Records contained in a dataset:

──────────

//! Error types for the harvester.
//!
//! None of these are recovered from: each one ends the run.

use std::{io, path::PathBuf};

#[derive(thiserror::Error, Debug)]
pub enum HarvestError {
    /// Transport failure, timeout, or a non-success HTTP status.
    #[error("HTTP error: {0}")]
    Http(#[from] reqwest::Error),

    /// The feed body is not well-formed XML.
    #[error("Failed to parse feed: {0}")]
    Xml(#[from] quick_xml::Error),

    /// Content outside the root element, an unclosed element, or an unbound
    /// namespace prefix.
    #[error("Malformed feed: {0}")]
    MalformedFeed(String),

    #[error("Failed to serialize JSON: {0}")]
    Json(#[from] serde_json::Error),

    #[error("I/O error at {}: {source}", .path.display())]
    Io {
        path: PathBuf,
        #[source]
        source: io::Error,
    },
}

impl HarvestError {
    pub fn io(path: impl Into<PathBuf>, source: io::Error) -> Self {
        Self::Io { path: path.into(), source }
    }

    pub const fn is_parse_error(&self) -> bool {
        matches!(self, Self::Xml(_) | Self::MalformedFeed(_))
    }
}

pub type HarvestResult<T> = Result<T, HarvestError>;

#[cfg(test)]
mod tests {
    use super::*;

    #[test]
    fn test_io_error_names_path() {
        let err = HarvestError::io(
            "/data/runs/raw.xml",
            io::Error::new(io::ErrorKind::PermissionDenied, "denied"),
        );
        let message = err.to_string();
        assert!(message.contains("/data/runs/raw.xml"));
        assert!(message.contains("denied"));
        assert!(!err.is_parse_error());
    }

    #[test]
    fn test_malformed_feed_is_parse_error() {
        let err = HarvestError::MalformedFeed("text after the root element".to_string());
        assert!(err.is_parse_error());
        assert!(err.to_string().contains("after the root element"));
    }
}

──────────

Exercise aim: Repeat each record word for word. Do not leave any out.

Result:
//! Error types for the harvester.
//!
//! None of these are recovered from: each one ends the run.

use std::{io, path::PathBuf};

#[derive(thiserror::Error, Debug)]
pub enum HarvestError {
    /// Transport failure, timeout, or a non-success HTTP status.
    #[error("HTTP error: {0}")]
    Http(#[from] reqwest::Error),

    /// The feed body is not well-formed XML.
    #[error("Failed to parse feed: {0}")]
    Xml(#[from] quick_xml::Error),

    /// Content outside the root element, an unclosed element, or an unbound
    /// namespace prefix.
    #[error("Malformed feed: {0}")]
    MalformedFeed(String),

    #[error("Failed to serialize JSON: {0}")]
    Json(#[from] serde_json::Error),

    #[error("I/O error at {}: {source}", .path.display())]
    Io {
        path: PathBuf,
        #[source]
        source: io::Error,
    },
}

impl HarvestError {
    pub fn io(path: impl Into<PathBuf>, source: io::Error) -> Self {
        Self::Io { path: path.into(), source }
    }

    pub const fn is_parse_error(&self) -> bool {
        matches!(self, Self::Xml(_) | Self::MalformedFeed(_))
    }
}

pub type HarvestResult<T> = Result<T, HarvestError>;

#[cfg(test)]
mod tests {
    use super::*;

    #[test]
    fn test_io_error_names_path() {
        let err = HarvestError::io(
            "/data/runs/raw.xml",
            io::Error::new(io::ErrorKind::PermissionDenied, "denied"),
        );
        let message = err.to_string();
        assert!(message.contains("/data/runs/raw.xml"));
        assert!(message.contains("denied"));
        assert!(!err.is_parse_error());
    }

    #[test]
    fn test_malformed_feed_is_parse_error() {
        let err = HarvestError::MalformedFeed("text after the root element".to_string());
        assert!(err.is_parse_error());
        assert!(err.to_string().contains("after the root element"));
    }
}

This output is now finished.